* [Problem details]:
Report each line of the records where "writing" occurs.

Collected data entries:
━━━━━━━━━━━━━━━━━━━━━━━━━━━━━━

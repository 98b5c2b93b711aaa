//! Record import service.
//!
//! Loads a delimited source into typed records and replaces the collection
//! contents with them.

use crate::config::ReplaceMode;
use crate::io::formats::{create_import_source, delimiter_for_path};
use crate::io::traits::ImportSource;
use crate::models::{Document, EncounterKey, Field, Record};
use crate::storage::{DocumentStore, ReplaceOutcome, ensure_lookup_indexes};
use crate::{Error, Result};
use std::collections::HashMap;
use std::io::Read;
use std::path::Path;
use tracing::instrument;

/// Options for record import.
#[derive(Debug, Clone, Copy, Default, PartialEq, Eq)]
pub struct ImportOptions {
    /// How the previous contents are replaced.
    pub replace_mode: ReplaceMode,
    /// Fail before writing when the batch holds duplicate encounters.
    pub reject_duplicates: bool,
}

impl ImportOptions {
    /// Sets the replace mode.
    #[must_use]
    pub const fn with_replace_mode(mut self, mode: ReplaceMode) -> Self {
        self.replace_mode = mode;
        self
    }

    /// Enables or disables the pre-insert duplicate check.
    #[must_use]
    pub const fn with_reject_duplicates(mut self, reject: bool) -> Self {
        self.reject_duplicates = reject;
        self
    }
}

/// A loaded source: its column layout and its records in source order.
#[derive(Debug, Clone, PartialEq)]
pub struct LoadedTable {
    /// Columns in source order.
    pub columns: Vec<Field>,
    /// Records in source order.
    pub records: Vec<Record>,
}

impl LoadedTable {
    /// Returns the number of data rows.
    #[must_use]
    pub fn row_count(&self) -> usize {
        self.records.len()
    }

    /// Returns the column names in source order.
    #[must_use]
    pub fn column_names(&self) -> Vec<String> {
        self.columns.iter().map(|f| f.name().to_string()).collect()
    }

    /// Converts every record to a document keyed in source column order.
    #[must_use]
    pub fn to_documents(&self) -> Vec<Document> {
        self.records
            .iter()
            .map(|r| r.to_document(&self.columns))
            .collect()
    }

    /// Returns each encounter key held by more than one record, with its
    /// count, in order of first appearance.
    #[must_use]
    pub fn duplicate_encounters(&self) -> Vec<(EncounterKey, usize)> {
        let mut counts: HashMap<EncounterKey, usize> = HashMap::new();
        let mut order = Vec::new();
        for record in &self.records {
            let key = record.encounter_key();
            let count = counts.entry(key.clone()).or_insert(0);
            if *count == 0 {
                order.push(key);
            }
            *count += 1;
        }

        order
            .into_iter()
            .filter_map(|key| {
                let count = counts.get(&key).copied().unwrap_or(0);
                (count > 1).then_some((key, count))
            })
            .collect()
    }
}

/// Result of an import operation.
#[derive(Debug, Clone, Default, PartialEq, Eq)]
pub struct ImportResult {
    /// Documents inserted.
    pub inserted: usize,
    /// Documents removed from the previous contents.
    pub deleted: usize,
    /// Column layout of the loaded source.
    pub columns: Vec<String>,
}

/// Service for loading records and writing them to a store.
#[derive(Debug, Clone, Copy)]
pub struct ImportService {
    delimiter: u8,
}

impl Default for ImportService {
    fn default() -> Self {
        Self::new()
    }
}

impl ImportService {
    /// Creates an import service reading `,`-delimited files.
    #[must_use]
    pub const fn new() -> Self {
        Self { delimiter: b',' }
    }

    /// Sets the delimiter used for non-`.tsv` files and readers.
    #[must_use]
    pub const fn with_delimiter(mut self, delimiter: u8) -> Self {
        self.delimiter = delimiter;
        self
    }

    /// Loads every record of a file.
    ///
    /// # Errors
    ///
    /// Returns an error if the file cannot be opened, its header is invalid
    /// or any row fails to parse or coerce.
    #[instrument(skip(self, path), fields(path = %path.display()))]
    pub fn load_file(&self, path: &Path) -> Result<LoadedTable> {
        let file = std::fs::File::open(path).map_err(|e| Error::Io {
            operation: "open_source".to_string(),
            path: path.display().to_string(),
            cause: e.to_string(),
        })?;

        let mut source = create_import_source(file, delimiter_for_path(path, self.delimiter))?;
        Self::load_from_source(source.as_mut())
    }

    /// Loads every record from a reader.
    ///
    /// # Errors
    ///
    /// Returns an error if the header is invalid or any row fails to parse
    /// or coerce.
    pub fn load_reader<R: Read + 'static>(&self, reader: R) -> Result<LoadedTable> {
        let mut source = create_import_source(reader, self.delimiter)?;
        Self::load_from_source(source.as_mut())
    }

    /// Drains a source. The first failing row aborts the load.
    ///
    /// # Errors
    ///
    /// Returns the first parse or coercion error.
    pub fn load_from_source(source: &mut dyn ImportSource) -> Result<LoadedTable> {
        let mut records = Vec::with_capacity(source.size_hint().unwrap_or(0));
        while let Some(record) = source.next()? {
            records.push(record);
        }

        let table = LoadedTable {
            columns: source.columns().to_vec(),
            records,
        };

        metrics::counter!("records_loaded_total").increment(table.row_count() as u64);
        tracing::info!(rows = table.row_count(), "Loaded source records");
        Ok(table)
    }

    /// Loads a file and replaces the store contents with its records.
    ///
    /// # Errors
    ///
    /// Returns an error if loading fails, duplicates are rejected, or the
    /// store fails. A store failure during a delete-then-insert replace may
    /// leave the collection empty or partial.
    pub fn import_into(
        &self,
        store: &dyn DocumentStore,
        path: &Path,
        options: &ImportOptions,
    ) -> Result<ImportResult> {
        let table = self.load_file(path)?;
        Self::import_table(store, &table, options)
    }

    /// Replaces the store contents with an already loaded table, then
    /// declares the lookup indexes.
    ///
    /// # Errors
    ///
    /// Returns [`Error::DuplicateRecords`] when rejecting duplicates, or the
    /// store error.
    #[instrument(skip_all, fields(collection = store.collection(), rows = table.row_count(), mode = options.replace_mode.as_str()))]
    pub fn import_table(
        store: &dyn DocumentStore,
        table: &LoadedTable,
        options: &ImportOptions,
    ) -> Result<ImportResult> {
        if options.reject_duplicates {
            let duplicates = table.duplicate_encounters();
            if !duplicates.is_empty() {
                tracing::warn!(groups = duplicates.len(), "Rejecting batch with duplicate encounters");
                return Err(Error::DuplicateRecords {
                    groups: duplicates.len(),
                });
            }
        }

        let documents = table.to_documents();
        let ReplaceOutcome { deleted, inserted } = match options.replace_mode {
            ReplaceMode::DeleteThenInsert => store.replace_all(&documents)?,
            ReplaceMode::Atomic => store.swap_all(&documents)?,
        };
        ensure_lookup_indexes(store)?;

        tracing::info!(deleted, inserted, "Replaced collection contents");
        Ok(ImportResult {
            inserted,
            deleted,
            columns: table.column_names(),
        })
    }
}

━━━━━━━━━━━━━━━━━━━━━━━━━━━━━━

* [Answer to this problem]:
    /// Fail before writing when the batch holds duplicate encounters.
/// Service for loading records and writing them to a store.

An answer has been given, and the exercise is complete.